PROVIDED ENTRIES Block Start

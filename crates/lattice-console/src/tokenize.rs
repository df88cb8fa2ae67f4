//! Depth-aware command-line tokenizer.
//!
//! Splits one line of operator input into arguments. A space separates
//! tokens only at nesting depth zero, so bracketed or quoted groups travel
//! as single arguments with their delimiters intact — this is what lets a
//! raw JSON object ride the `request` command as one token:
//!
//! ```
//! use lattice_console::tokenize::tokenize;
//!
//! let tokens = tokenize(r#"request billing charge {"amount": 5}"#);
//! assert_eq!(tokens[3], r#"{"amount": 5}"#);
//! ```

/// Characters that open a nesting group.
const GROUP_OPENERS: [char; 3] = ['{', '[', '('];

/// Characters that close a nesting group.
const GROUP_CLOSERS: [char; 3] = ['}', ']', ')'];

/// Splits `line` into tokens.
///
/// Brackets and quotes share a single depth counter: an open quote suspends
/// splitting the same way an open bracket does, so correctness requires
/// balanced brackets and an even number of quotes. Interleavings like
/// `{"a": "b c"}` work because each delimiter pair nets to zero.
///
/// Returns an empty vector when the depth goes negative (more closers than
/// openers); callers treat that as an unparseable line. The final buffer is
/// always flushed, so an empty input yields one empty token rather than an
/// error.
#[must_use]
pub fn tokenize(line: &str) -> Vec<String> {
    let mut tokens = Vec::new();
    let mut current = String::new();
    let mut depth: i32 = 0;
    let mut in_quote = false;

    for ch in line.chars() {
        let opens = GROUP_OPENERS.contains(&ch);
        let closes = !opens && GROUP_CLOSERS.contains(&ch);

        if opens {
            depth += 1;
        } else if closes {
            depth -= 1;
        }

        if ch == '"' {
            if in_quote {
                in_quote = false;
                depth -= 1;
            } else {
                in_quote = true;
                depth += 1;
            }
        }

        if depth < 0 {
            return Vec::new();
        }

        if ch == ' ' && depth == 0 {
            tokens.push(std::mem::take(&mut current));
        } else {
            current.push(ch);
        }
    }

    tokens.push(current);
    tokens
}

#[cfg(test)]
mod tests {
    use super::*;
    use proptest::prelude::*;
    use test_case::test_case;

    #[test_case("a b c", &["a", "b", "c"]; "plain words")]
    #[test_case("a (b c) d", &["a", "(b c)", "d"]; "parenthesized group")]
    #[test_case("a \"b c\" d", &["a", "\"b c\"", "d"]; "quoted group")]
    #[test_case("a {b [c d] e} f", &["a", "{b [c d] e}", "f"]; "nested brackets")]
    #[test_case(r#"request billing charge {"a": "b c"}"#,
        &["request", "billing", "charge", r#"{"a": "b c"}"#];
        "json payload with inner quoted space")]
    #[test_case("a  b", &["a", "", "b"]; "double space yields empty token")]
    #[test_case(" a", &["", "a"]; "leading space")]
    #[test_case("a ", &["a", ""]; "trailing space")]
    fn splits_at_top_level_spaces(line: &str, expected: &[&str]) {
        assert_eq!(tokenize(line), expected);
    }

    #[test]
    fn empty_line_yields_one_empty_token() {
        assert_eq!(tokenize(""), vec![String::new()]);
    }

    #[test_case("a )"; "unmatched close paren")]
    #[test_case(")"; "lone closer")]
    #[test_case("a }b{ c"; "closer before opener")]
    fn excess_closers_yield_empty_sequence(line: &str) {
        assert!(tokenize(line).is_empty());
    }

    #[test]
    fn unclosed_opener_is_not_an_error() {
        // Only depth going negative is a syntax error; a dangling opener
        // just swallows the rest of the line into one token.
        assert_eq!(tokenize("(a b"), vec!["(a b".to_string()]);
        assert_eq!(tokenize("a {b c"), vec!["a".to_string(), "{b c".to_string()]);
    }

    #[test]
    fn unclosed_quote_swallows_rest_of_line() {
        assert_eq!(
            tokenize("a \"b c"),
            vec!["a".to_string(), "\"b c".to_string()]
        );
    }

    #[test]
    fn quote_state_does_not_leak_between_calls() {
        // A line ending mid-quote must not corrupt the next call.
        assert_eq!(tokenize("\"a b"), vec!["\"a b".to_string()]);
        assert_eq!(tokenize("c d"), vec!["c".to_string(), "d".to_string()]);
    }

    #[test]
    fn delimiters_are_kept_in_tokens() {
        assert_eq!(tokenize("{}"), vec!["{}".to_string()]);
        assert_eq!(tokenize("\"x\""), vec!["\"x\"".to_string()]);
    }

    /// Strategy producing lines with balanced brackets and evenly paired
    /// quotes, built bottom-up so no prefix ever over-closes.
    fn balanced_line() -> impl Strategy<Value = String> {
        let leaf = "[a-z0-9:,. ]{0,12}";
        leaf.prop_recursive(4, 64, 6, |inner| {
            prop::collection::vec(
                prop_oneof![
                    "[a-z0-9:,. ]{0,12}".prop_map(String::from),
                    inner.clone().prop_map(|s| format!("({s})")),
                    inner.clone().prop_map(|s| format!("[{s}]")),
                    inner.clone().prop_map(|s| format!("{{{s}}}")),
                    inner.prop_map(|s| format!("\"{s}\"")),
                ],
                0..5,
            )
            .prop_map(|parts| parts.concat())
        })
    }

    proptest! {
        #![proptest_config(ProptestConfig::with_cases(512))]

        // Joining the tokens of a balanced line with single spaces restores
        // the line: every top-level space is a split point and nothing else
        // is lost.
        #[test]
        fn prop_balanced_lines_round_trip(line in balanced_line()) {
            let tokens = tokenize(&line);
            prop_assert!(!tokens.is_empty(), "balanced input must tokenize");
            prop_assert_eq!(tokens.join(" "), line);
        }

        // The tokenizer never panics, whatever the input.
        #[test]
        fn prop_tokenize_total(line in "\\PC*") {
            let _ = tokenize(&line);
        }
    }
}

PROVIDED ENTRIES Block End

_TASK BRIEF_
This exercise needs every line of the listing that contains the word "closes".

_RESULT_
        let closes = !opens && GROUP_CLOSERS.contains(&ch);
        } else if closes {
    /// quotes, built bottom-up so no prefix ever over-closes.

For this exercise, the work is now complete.